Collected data
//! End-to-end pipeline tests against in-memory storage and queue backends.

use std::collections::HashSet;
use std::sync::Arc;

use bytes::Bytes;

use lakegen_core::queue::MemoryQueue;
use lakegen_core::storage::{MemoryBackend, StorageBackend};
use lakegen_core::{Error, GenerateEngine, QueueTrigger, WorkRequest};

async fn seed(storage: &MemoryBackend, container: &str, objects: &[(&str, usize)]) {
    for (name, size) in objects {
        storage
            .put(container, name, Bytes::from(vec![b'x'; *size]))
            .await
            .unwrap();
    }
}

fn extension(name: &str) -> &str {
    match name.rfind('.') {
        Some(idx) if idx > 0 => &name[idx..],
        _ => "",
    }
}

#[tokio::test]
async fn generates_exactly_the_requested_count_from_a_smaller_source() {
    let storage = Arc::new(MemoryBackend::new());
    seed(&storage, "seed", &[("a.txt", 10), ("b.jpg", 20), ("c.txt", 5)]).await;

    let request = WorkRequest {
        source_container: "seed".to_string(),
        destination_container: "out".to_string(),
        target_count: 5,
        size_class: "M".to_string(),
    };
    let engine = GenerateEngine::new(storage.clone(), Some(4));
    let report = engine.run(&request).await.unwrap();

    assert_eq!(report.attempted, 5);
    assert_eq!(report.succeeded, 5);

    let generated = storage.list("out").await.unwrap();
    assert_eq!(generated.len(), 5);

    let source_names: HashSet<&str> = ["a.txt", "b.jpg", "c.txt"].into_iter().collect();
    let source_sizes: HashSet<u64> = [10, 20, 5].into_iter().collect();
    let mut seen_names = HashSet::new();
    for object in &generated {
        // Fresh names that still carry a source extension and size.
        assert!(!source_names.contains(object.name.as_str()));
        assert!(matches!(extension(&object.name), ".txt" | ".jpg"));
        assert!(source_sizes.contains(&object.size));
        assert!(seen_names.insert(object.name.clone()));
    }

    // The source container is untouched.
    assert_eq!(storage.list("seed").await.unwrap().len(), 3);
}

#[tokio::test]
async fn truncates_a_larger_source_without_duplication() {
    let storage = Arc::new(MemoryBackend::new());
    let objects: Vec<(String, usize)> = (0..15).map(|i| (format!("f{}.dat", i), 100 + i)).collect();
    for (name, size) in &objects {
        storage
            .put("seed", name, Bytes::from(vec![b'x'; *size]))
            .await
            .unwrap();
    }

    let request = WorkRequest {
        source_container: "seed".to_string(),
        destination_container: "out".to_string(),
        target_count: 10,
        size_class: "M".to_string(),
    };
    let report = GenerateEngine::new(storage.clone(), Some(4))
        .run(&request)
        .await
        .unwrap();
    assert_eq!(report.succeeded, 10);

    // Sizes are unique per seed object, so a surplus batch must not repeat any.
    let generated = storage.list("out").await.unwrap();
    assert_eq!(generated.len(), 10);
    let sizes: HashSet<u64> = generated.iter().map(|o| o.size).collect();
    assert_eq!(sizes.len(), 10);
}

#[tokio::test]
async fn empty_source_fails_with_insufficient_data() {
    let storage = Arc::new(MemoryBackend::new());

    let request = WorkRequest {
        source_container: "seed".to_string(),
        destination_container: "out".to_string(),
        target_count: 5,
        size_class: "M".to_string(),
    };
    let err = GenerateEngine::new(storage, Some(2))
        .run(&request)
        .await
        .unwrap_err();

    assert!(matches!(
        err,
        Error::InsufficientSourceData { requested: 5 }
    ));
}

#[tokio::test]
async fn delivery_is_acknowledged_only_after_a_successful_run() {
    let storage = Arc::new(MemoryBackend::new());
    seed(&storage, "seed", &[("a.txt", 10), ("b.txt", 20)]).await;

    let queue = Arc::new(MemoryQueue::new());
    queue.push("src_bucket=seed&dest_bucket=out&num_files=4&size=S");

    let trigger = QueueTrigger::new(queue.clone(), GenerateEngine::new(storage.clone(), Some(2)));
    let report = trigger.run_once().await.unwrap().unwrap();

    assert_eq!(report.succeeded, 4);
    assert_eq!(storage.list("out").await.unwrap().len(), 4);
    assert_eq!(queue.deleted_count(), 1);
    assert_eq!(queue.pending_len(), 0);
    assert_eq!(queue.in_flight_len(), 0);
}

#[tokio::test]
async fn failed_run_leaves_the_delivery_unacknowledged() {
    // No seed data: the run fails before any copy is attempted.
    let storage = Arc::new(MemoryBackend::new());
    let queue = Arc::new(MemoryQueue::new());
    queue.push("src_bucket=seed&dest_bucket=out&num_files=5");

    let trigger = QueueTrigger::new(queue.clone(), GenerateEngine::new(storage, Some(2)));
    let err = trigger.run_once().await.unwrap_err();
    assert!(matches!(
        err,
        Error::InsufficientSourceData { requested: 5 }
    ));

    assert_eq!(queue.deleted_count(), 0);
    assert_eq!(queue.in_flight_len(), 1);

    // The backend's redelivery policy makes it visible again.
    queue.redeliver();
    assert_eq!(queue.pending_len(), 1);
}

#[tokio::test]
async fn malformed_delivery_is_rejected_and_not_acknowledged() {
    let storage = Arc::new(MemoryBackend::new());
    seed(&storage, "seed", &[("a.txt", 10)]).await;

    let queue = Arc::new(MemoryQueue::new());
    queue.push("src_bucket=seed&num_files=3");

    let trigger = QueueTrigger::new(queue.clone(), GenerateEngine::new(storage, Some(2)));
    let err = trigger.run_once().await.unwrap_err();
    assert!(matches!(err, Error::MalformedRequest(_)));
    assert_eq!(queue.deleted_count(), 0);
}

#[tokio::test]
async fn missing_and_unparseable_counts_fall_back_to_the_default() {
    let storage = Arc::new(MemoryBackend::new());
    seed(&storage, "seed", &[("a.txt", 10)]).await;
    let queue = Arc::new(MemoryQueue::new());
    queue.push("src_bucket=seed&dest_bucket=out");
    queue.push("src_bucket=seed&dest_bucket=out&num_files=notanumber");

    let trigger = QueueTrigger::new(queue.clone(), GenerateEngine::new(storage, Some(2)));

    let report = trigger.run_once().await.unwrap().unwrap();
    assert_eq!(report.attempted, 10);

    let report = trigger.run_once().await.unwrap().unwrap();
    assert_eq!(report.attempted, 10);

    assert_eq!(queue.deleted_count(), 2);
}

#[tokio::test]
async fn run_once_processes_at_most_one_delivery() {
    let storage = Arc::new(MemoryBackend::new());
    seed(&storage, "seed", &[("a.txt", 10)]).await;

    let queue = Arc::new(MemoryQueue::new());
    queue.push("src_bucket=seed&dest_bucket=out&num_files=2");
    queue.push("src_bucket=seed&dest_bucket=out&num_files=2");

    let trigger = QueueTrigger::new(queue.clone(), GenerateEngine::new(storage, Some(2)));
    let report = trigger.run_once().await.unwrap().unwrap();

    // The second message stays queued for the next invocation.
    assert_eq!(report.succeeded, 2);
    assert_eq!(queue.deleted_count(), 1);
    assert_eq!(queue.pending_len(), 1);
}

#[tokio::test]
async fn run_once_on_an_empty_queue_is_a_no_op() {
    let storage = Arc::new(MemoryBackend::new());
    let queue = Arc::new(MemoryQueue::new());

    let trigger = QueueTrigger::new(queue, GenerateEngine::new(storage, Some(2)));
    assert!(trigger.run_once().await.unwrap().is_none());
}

--

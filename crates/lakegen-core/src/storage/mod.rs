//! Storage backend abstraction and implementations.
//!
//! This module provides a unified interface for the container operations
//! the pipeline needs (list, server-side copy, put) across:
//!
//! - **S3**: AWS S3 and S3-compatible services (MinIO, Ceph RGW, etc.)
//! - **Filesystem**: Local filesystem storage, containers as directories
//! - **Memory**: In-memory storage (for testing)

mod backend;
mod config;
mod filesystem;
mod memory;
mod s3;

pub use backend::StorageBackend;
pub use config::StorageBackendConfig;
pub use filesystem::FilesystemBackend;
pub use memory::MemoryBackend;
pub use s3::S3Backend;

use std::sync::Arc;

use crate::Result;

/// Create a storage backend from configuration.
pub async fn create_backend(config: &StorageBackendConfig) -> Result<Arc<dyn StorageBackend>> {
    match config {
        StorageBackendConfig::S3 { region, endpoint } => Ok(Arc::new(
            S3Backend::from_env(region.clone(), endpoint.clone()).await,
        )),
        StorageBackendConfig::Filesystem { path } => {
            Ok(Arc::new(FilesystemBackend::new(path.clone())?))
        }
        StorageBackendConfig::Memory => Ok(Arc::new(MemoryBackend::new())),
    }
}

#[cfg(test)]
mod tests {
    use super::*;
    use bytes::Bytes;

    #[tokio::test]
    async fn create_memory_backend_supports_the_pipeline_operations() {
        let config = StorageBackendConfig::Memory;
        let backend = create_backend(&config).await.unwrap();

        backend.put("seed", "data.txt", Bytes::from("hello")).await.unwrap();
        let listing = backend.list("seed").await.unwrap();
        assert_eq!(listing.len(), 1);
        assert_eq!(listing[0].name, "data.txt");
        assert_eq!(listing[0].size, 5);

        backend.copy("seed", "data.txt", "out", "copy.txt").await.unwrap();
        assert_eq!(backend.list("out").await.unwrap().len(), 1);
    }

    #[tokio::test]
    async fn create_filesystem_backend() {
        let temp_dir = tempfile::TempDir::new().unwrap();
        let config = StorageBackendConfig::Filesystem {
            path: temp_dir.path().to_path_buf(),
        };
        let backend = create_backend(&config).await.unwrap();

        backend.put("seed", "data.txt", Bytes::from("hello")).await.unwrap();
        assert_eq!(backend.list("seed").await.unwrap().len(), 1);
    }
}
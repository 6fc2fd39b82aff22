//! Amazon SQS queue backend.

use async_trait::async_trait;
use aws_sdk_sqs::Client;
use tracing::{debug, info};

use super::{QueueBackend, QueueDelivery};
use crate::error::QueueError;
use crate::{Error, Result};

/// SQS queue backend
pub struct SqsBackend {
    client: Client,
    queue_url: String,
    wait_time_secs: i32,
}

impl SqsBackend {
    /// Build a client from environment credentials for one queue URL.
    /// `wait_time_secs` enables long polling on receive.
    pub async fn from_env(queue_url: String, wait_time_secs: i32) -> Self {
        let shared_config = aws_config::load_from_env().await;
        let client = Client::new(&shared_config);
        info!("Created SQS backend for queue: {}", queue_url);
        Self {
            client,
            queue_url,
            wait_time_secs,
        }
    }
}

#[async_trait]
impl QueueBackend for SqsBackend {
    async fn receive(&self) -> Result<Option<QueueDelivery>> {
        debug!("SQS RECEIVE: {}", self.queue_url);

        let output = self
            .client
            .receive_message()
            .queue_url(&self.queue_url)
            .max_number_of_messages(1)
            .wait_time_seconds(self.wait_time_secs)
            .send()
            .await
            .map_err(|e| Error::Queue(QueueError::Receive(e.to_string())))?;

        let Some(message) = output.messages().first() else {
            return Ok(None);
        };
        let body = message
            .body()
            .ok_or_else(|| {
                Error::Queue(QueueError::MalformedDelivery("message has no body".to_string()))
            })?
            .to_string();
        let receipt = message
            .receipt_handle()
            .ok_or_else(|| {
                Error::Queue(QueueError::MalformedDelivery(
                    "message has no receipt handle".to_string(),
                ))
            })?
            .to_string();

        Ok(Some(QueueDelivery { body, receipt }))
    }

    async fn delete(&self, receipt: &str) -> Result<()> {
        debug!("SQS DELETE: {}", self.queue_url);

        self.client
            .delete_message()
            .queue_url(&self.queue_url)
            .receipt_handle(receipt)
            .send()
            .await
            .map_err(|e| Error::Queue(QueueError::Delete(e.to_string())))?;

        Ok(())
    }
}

**WHAT NEEDS TO BE DONE:** Output the lines above exactly, but only those between the line holding "and queue backends." and the line holding "for object in", inclusive.

**YOUR RESPONSE:**
//! End-to-end pipeline tests against in-memory storage and queue backends.

use std::collections::HashSet;
use std::sync::Arc;

use bytes::Bytes;

use lakegen_core::queue::MemoryQueue;
use lakegen_core::storage::{MemoryBackend, StorageBackend};
use lakegen_core::{Error, GenerateEngine, QueueTrigger, WorkRequest};

async fn seed(storage: &MemoryBackend, container: &str, objects: &[(&str, usize)]) {
    for (name, size) in objects {
        storage
            .put(container, name, Bytes::from(vec![b'x'; *size]))
            .await
            .unwrap();
    }
}

fn extension(name: &str) -> &str {
    match name.rfind('.') {
        Some(idx) if idx > 0 => &name[idx..],
        _ => "",
    }
}

#[tokio::test]
async fn generates_exactly_the_requested_count_from_a_smaller_source() {
    let storage = Arc::new(MemoryBackend::new());
    seed(&storage, "seed", &[("a.txt", 10), ("b.jpg", 20), ("c.txt", 5)]).await;

    let request = WorkRequest {
        source_container: "seed".to_string(),
        destination_container: "out".to_string(),
        target_count: 5,
        size_class: "M".to_string(),
    };
    let engine = GenerateEngine::new(storage.clone(), Some(4));
    let report = engine.run(&request).await.unwrap();

    assert_eq!(report.attempted, 5);
    assert_eq!(report.succeeded, 5);

    let generated = storage.list("out").await.unwrap();
    assert_eq!(generated.len(), 5);

    let source_names: HashSet<&str> = ["a.txt", "b.jpg", "c.txt"].into_iter().collect();
    let source_sizes: HashSet<u64> = [10, 20, 5].into_iter().collect();
    let mut seen_names = HashSet::new();
    for object in &generated {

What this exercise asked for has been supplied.